- [Stored items]
- - - - -
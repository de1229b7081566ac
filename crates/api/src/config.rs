//! API configuration loaded from environment variables.
//!
//! # Environment Variables
//!
//! ## Required
//! - `BEFIT_DATABASE_URL` - `PostgreSQL` connection string (falls back to `DATABASE_URL`)
//! - `COGNITO_REGION` - Region of the Cognito user pool
//! - `COGNITO_USER_POOL_ID` - Cognito user pool ID
//! - `COGNITO_CLIENT_ID` - Cognito app client ID
//! - `AWS_REGION` - Region of the S3 bucket
//! - `AWS_ACCESS_KEY_ID` - S3 access key ID
//! - `AWS_SECRET_ACCESS_KEY` - S3 secret access key (high entropy)
//! - `S3_BUCKET_NAME` - Bucket for profile and product images
//! - `STRIPE_SECRET_KEY` - Stripe secret API key (high entropy)
//! - `STRIPE_WEBHOOK_SECRET` - Stripe webhook signing secret (high entropy)
//! - `PAYPAL_CLIENT_ID` - PayPal REST client ID
//! - `PAYPAL_CLIENT_SECRET` - PayPal REST client secret (high entropy)
//!
//! ## Optional
//! - `BEFIT_HOST` - Bind address (default: 127.0.0.1)
//! - `BEFIT_PORT` - Listen port (default: 8000)
//! - `APP_URL` - Public URL of the web client (default: <http://localhost:3000>)
//! - `BACKEND_CORS_ORIGINS` - JSON list of allowed origins (default: `APP_URL` only)
//! - `COGNITO_CLIENT_SECRET` - App client secret, when the client has one
//! - `PAYPAL_BASE_URL` - PayPal API base (default: sandbox)
//! - `BEFIT_CURRENCY` - ISO currency code charged (default: mxn)
//! - `BEFIT_TAX_RATE` - Tax rate applied to subtotals (default: 0.16)
//! - `BEFIT_FLAT_SHIPPING` - Shipping charged when no free shipping applies (default: 99.00)
//! - `SENTRY_DSN` - Sentry error tracking DSN
//! - `SENTRY_ENVIRONMENT` - Sentry environment name
//! - `SENTRY_SAMPLE_RATE` - Error sample rate (default: 1.0)
//! - `SENTRY_TRACES_SAMPLE_RATE` - Transaction sample rate (default: 0.1)
//! - `DEBUG` - Enables verbose error logging (default: false)

use std::collections::HashMap;
use std::net::{IpAddr, SocketAddr};

use rust_decimal::Decimal;
use secrecy::SecretString;
use thiserror::Error;

const MIN_ENTROPY_BITS_PER_CHAR: f64 = 3.3;
const DEFAULT_PAYPAL_BASE_URL: &str = "https://api-m.sandbox.paypal.com";

/// Blocklist of common placeholder patterns (case-insensitive)
const PLACEHOLDER_PATTERNS: &[&str] = &[
    "your-",
    "changeme",
    "replace",
    "placeholder",
    "example",
    "password",
    "xxx",
    "todo",
    "fixme",
    "insert",
    "enter-",
    "put-your",
    "add-your",
];

/// Configuration errors that can occur during loading.
#[derive(Debug, Error)]
pub enum ConfigError {
    #[error("Missing environment variable: {0}")]
    MissingEnvVar(String),
    #[error("Invalid environment variable {0}: {1}")]
    InvalidEnvVar(String, String),
    #[error("Insecure secret in {0}: {1}")]
    InsecureSecret(String, String),
}
//! Image upload checks.

use super::StorageError;

/// Largest accepted upload.
pub const MAX_IMAGE_BYTES: usize = 5 * 1024 * 1024;

/// Formats accepted for profile and product images.
#[derive(Debug, Clone, Copy, PartialEq, Eq)]
pub enum ImageFormat {
    Jpeg,
    Png,
    Webp,
}

impl ImageFormat {
    /// Detect the format from magic bytes.
    #[must_use]
    pub fn detect(bytes: &[u8]) -> Option<Self> {
        if bytes.starts_with(&[0xFF, 0xD8, 0xFF]) {
            Some(Self::Jpeg)
        } else if bytes.starts_with(&[0x89, b'P', b'N', b'G', 0x0D, 0x0A, 0x1A, 0x0A]) {
            Some(Self::Png)
        } else if bytes.len() >= 12 && bytes.starts_with(b"RIFF") && bytes.get(8..12) == Some(&b"WEBP"[..])
        {
            Some(Self::Webp)
        } else {
            None
        }
    }

    #[must_use]
    pub const fn extension(self) -> &'static str {
        match self {
            Self::Jpeg => "jpg",
            Self::Png => "png",
            Self::Webp => "webp",
        }
    }

    #[must_use]
    pub const fn content_type(self) -> &'static str {
        match self {
            Self::Jpeg => "image/jpeg",
            Self::Png => "image/png",
            Self::Webp => "image/webp",
        }
    }
}

/// Check size and format of an upload.
///
/// # Errors
///
/// Returns `StorageError::EmptyUpload`, `StorageError::TooLarge`, or
/// `StorageError::UnsupportedFormat`.
pub fn validate_image(bytes: &[u8]) -> Result<ImageFormat, StorageError> {
    if bytes.is_empty() {
        return Err(StorageError::EmptyUpload);
    }
    if bytes.len() > MAX_IMAGE_BYTES {
        return Err(StorageError::TooLarge(bytes.len()));
    }
    ImageFormat::detect(bytes).ok_or(StorageError::UnsupportedFormat)
}

#[cfg(test)]
#[allow(clippy::unwrap_used)]
mod tests {
    use super::*;

    #[test]
    fn test_detect_formats() {
        assert_eq!(
            ImageFormat::detect(&[0xFF, 0xD8, 0xFF, 0xE0, 0x00]),
            Some(ImageFormat::Jpeg)
        );
        assert_eq!(
            ImageFormat::detect(&[0x89, b'P', b'N', b'G', 0x0D, 0x0A, 0x1A, 0x0A, 0x00]),
            Some(ImageFormat::Png)
        );
        assert_eq!(
            ImageFormat::detect(b"RIFF\x10\x00\x00\x00WEBPVP8 "),
            Some(ImageFormat::Webp)
        );
        assert_eq!(ImageFormat::detect(b"GIF89a"), None);
        assert_eq!(ImageFormat::detect(b"RIFF\x10\x00\x00\x00WAVE"), None);
    }

    #[test]
    fn test_validate_image_limits() {
        assert!(matches!(validate_image(&[]), Err(StorageError::EmptyUpload)));
        assert!(matches!(
            validate_image(b"not an image"),
            Err(StorageError::UnsupportedFormat)
        ));

        let mut big = vec![0xFF, 0xD8, 0xFF];
        big.resize(MAX_IMAGE_BYTES + 1, 0);
        assert!(matches!(validate_image(&big), Err(StorageError::TooLarge(_))));

        let mut exact = vec![0xFF, 0xD8, 0xFF];
        exact.resize(MAX_IMAGE_BYTES, 0);
        assert_eq!(validate_image(&exact).unwrap(), ImageFormat::Jpeg);
    }

    #[test]
    fn test_extension_and_content_type() {
        assert_eq!(ImageFormat::Webp.extension(), "webp");
        assert_eq!(ImageFormat::Png.content_type(), "image/png");
    }
}
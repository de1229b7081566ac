//! Security headers for JSON API responses.

use axum::{
    extract::Request,
    http::{
        HeaderName, HeaderValue,
        header::{
            CACHE_CONTROL, CONTENT_SECURITY_POLICY, REFERRER_POLICY, X_CONTENT_TYPE_OPTIONS,
            X_FRAME_OPTIONS,
        },
    },
    middleware::Next,
    response::Response,
};

/// Add security headers to all responses.
///
/// The API never serves HTML, so the CSP denies everything and responses are
/// never cached by intermediaries.
///
/// - `X-Frame-Options: DENY`
/// - `X-Content-Type-Options: nosniff`
/// - `Referrer-Policy: no-referrer`
/// - `Content-Security-Policy: default-src 'none'; frame-ancestors 'none'`
/// - `Cache-Control: no-store, max-age=0`
/// - `Cross-Origin-Resource-Policy: same-site`
pub async fn security_headers_middleware(request: Request, next: Next) -> Response {
    let mut response = next.run(request).await;
    let headers = response.headers_mut();

    headers.insert(X_FRAME_OPTIONS, HeaderValue::from_static("DENY"));
    headers.insert(X_CONTENT_TYPE_OPTIONS, HeaderValue::from_static("nosniff"));
    headers.insert(REFERRER_POLICY, HeaderValue::from_static("no-referrer"));
    headers.insert(
        CONTENT_SECURITY_POLICY,
        HeaderValue::from_static("default-src 'none'; frame-ancestors 'none'"),
    );

    // CSV exports set their own disposition but must not be cached either
    headers.insert(CACHE_CONTROL, HeaderValue::from_static("no-store, max-age=0"));

    headers.insert(
        HeaderName::from_static("cross-origin-resource-policy"),
        HeaderValue::from_static("same-site"),
    );

    response
}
- - - - -
- [ASSIGNMENT] From the entries, report every line in which the string "profile" occurs.

- [SOLUTION TO THE PROBLEM]
//! - `S3_BUCKET_NAME` - Bucket for profile and product images
/// Formats accepted for profile and product images.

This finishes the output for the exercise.